DIRECTIONS FOR THIS TASK: Copy, word for word, the lines of the entries below between the one with "builder.cubic_to(ctrl1.x, ctrl1.y, ctrl2.x, ctrl2.y, to.x, to.y)" and the one with "width; round caps", inclusive, and leave out everything else.

==== TASK DATA

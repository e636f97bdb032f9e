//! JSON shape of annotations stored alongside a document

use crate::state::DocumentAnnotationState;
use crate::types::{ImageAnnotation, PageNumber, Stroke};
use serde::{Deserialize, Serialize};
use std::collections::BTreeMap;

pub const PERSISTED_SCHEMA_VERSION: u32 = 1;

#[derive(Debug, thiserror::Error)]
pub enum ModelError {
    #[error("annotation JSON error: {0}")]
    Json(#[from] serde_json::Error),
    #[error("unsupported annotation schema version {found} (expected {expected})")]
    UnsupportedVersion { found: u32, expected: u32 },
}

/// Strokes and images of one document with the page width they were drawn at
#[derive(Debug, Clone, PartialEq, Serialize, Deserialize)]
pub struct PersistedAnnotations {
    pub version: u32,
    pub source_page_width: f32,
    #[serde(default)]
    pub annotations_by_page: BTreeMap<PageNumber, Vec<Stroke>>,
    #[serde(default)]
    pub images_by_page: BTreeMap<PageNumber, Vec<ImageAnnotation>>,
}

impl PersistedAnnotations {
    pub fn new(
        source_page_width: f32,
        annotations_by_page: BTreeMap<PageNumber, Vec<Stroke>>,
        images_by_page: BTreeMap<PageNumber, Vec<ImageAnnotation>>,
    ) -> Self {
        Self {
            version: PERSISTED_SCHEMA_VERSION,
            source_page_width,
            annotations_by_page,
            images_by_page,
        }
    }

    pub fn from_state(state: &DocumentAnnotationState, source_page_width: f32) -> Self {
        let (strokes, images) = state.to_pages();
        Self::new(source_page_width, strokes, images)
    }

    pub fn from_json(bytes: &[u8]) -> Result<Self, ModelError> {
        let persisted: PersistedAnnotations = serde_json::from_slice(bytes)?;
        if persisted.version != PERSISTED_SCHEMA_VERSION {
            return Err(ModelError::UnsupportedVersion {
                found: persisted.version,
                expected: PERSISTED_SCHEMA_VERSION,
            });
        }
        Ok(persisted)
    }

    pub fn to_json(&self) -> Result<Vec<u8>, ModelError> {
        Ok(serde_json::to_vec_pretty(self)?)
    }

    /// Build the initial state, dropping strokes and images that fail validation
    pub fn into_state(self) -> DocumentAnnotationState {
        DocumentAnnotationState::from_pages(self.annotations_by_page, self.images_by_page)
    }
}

========
==== TASK DATA

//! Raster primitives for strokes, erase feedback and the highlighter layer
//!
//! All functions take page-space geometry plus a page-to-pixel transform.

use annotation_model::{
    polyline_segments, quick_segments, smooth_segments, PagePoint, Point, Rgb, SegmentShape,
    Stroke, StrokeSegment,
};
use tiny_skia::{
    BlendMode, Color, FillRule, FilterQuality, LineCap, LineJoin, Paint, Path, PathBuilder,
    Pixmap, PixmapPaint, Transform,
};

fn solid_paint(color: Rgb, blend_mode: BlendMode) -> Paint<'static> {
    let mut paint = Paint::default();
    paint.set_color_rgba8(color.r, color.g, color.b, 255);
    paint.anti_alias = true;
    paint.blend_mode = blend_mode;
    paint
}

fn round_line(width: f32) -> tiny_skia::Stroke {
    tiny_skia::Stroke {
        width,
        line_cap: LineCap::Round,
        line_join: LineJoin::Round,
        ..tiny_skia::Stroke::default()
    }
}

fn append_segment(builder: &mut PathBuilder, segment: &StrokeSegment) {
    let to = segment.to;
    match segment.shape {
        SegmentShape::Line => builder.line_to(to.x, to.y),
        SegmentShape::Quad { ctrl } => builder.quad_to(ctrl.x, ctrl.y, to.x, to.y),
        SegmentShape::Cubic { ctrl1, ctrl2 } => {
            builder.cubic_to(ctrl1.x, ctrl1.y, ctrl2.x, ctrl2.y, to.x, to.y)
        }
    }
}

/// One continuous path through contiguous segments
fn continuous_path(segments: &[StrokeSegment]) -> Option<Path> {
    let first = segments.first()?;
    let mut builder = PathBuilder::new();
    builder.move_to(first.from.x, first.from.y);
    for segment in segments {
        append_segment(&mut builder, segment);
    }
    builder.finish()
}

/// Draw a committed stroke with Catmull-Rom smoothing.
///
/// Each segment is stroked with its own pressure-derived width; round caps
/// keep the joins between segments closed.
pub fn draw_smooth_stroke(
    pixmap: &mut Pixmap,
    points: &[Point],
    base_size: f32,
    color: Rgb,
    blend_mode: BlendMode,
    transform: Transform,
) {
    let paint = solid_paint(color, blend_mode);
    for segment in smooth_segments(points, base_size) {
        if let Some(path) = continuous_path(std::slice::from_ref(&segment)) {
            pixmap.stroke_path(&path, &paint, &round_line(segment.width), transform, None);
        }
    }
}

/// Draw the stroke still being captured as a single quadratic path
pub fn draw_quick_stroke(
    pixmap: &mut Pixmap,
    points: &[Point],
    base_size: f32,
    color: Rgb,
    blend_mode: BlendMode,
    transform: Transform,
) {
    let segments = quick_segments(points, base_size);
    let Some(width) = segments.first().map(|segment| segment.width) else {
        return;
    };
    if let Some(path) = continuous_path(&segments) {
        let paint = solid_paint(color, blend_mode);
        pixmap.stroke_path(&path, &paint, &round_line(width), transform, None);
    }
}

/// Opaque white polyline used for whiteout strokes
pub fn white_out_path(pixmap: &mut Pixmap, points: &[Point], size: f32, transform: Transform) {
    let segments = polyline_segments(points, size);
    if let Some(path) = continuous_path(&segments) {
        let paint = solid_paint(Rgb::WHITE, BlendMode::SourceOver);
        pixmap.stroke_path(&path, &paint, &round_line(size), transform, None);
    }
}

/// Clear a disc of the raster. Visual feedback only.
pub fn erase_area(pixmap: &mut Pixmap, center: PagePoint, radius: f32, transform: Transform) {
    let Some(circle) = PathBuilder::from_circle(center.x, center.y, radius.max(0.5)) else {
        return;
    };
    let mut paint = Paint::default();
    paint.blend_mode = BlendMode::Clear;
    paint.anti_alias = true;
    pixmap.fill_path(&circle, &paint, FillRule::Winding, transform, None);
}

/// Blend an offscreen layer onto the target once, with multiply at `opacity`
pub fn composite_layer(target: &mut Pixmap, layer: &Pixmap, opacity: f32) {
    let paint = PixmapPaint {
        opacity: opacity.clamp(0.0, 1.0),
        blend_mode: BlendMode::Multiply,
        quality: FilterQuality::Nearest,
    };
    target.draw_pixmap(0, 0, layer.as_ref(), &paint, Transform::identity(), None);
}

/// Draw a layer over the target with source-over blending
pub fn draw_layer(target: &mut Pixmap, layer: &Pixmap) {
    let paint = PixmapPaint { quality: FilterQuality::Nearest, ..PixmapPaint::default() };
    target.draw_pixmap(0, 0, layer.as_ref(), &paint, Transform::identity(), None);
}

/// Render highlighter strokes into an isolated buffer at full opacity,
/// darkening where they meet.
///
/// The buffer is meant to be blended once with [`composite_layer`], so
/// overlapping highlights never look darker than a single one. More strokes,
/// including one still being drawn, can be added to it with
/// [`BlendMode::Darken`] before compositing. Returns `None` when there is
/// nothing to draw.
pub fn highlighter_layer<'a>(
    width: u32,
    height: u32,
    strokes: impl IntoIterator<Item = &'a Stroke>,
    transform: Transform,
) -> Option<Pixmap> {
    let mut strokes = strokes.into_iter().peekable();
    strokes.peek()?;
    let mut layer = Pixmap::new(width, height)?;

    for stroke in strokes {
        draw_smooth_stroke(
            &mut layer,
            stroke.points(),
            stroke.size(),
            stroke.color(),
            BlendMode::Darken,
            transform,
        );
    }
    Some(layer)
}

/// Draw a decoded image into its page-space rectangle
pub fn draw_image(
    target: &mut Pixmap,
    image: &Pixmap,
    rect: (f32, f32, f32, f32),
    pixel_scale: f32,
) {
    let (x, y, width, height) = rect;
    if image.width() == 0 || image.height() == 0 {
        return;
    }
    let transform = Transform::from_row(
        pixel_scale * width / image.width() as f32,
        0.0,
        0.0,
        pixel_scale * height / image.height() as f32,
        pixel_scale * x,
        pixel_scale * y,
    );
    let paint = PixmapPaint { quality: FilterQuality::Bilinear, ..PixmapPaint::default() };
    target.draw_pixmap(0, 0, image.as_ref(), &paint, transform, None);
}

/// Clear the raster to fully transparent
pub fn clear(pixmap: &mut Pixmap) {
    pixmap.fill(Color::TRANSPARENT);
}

========

SOLUTION TO THIS PROBLEM:
            builder.cubic_to(ctrl1.x, ctrl1.y, ctrl2.x, ctrl2.y, to.x, to.y)
        }
    }
}

/// One continuous path through contiguous segments
fn continuous_path(segments: &[StrokeSegment]) -> Option<Path> {
    let first = segments.first()?;
    let mut builder = PathBuilder::new();
    builder.move_to(first.from.x, first.from.y);
    for segment in segments {
        append_segment(&mut builder, segment);
    }
    builder.finish()
}

/// Draw a committed stroke with Catmull-Rom smoothing.
///
/// Each segment is stroked with its own pressure-derived width; round caps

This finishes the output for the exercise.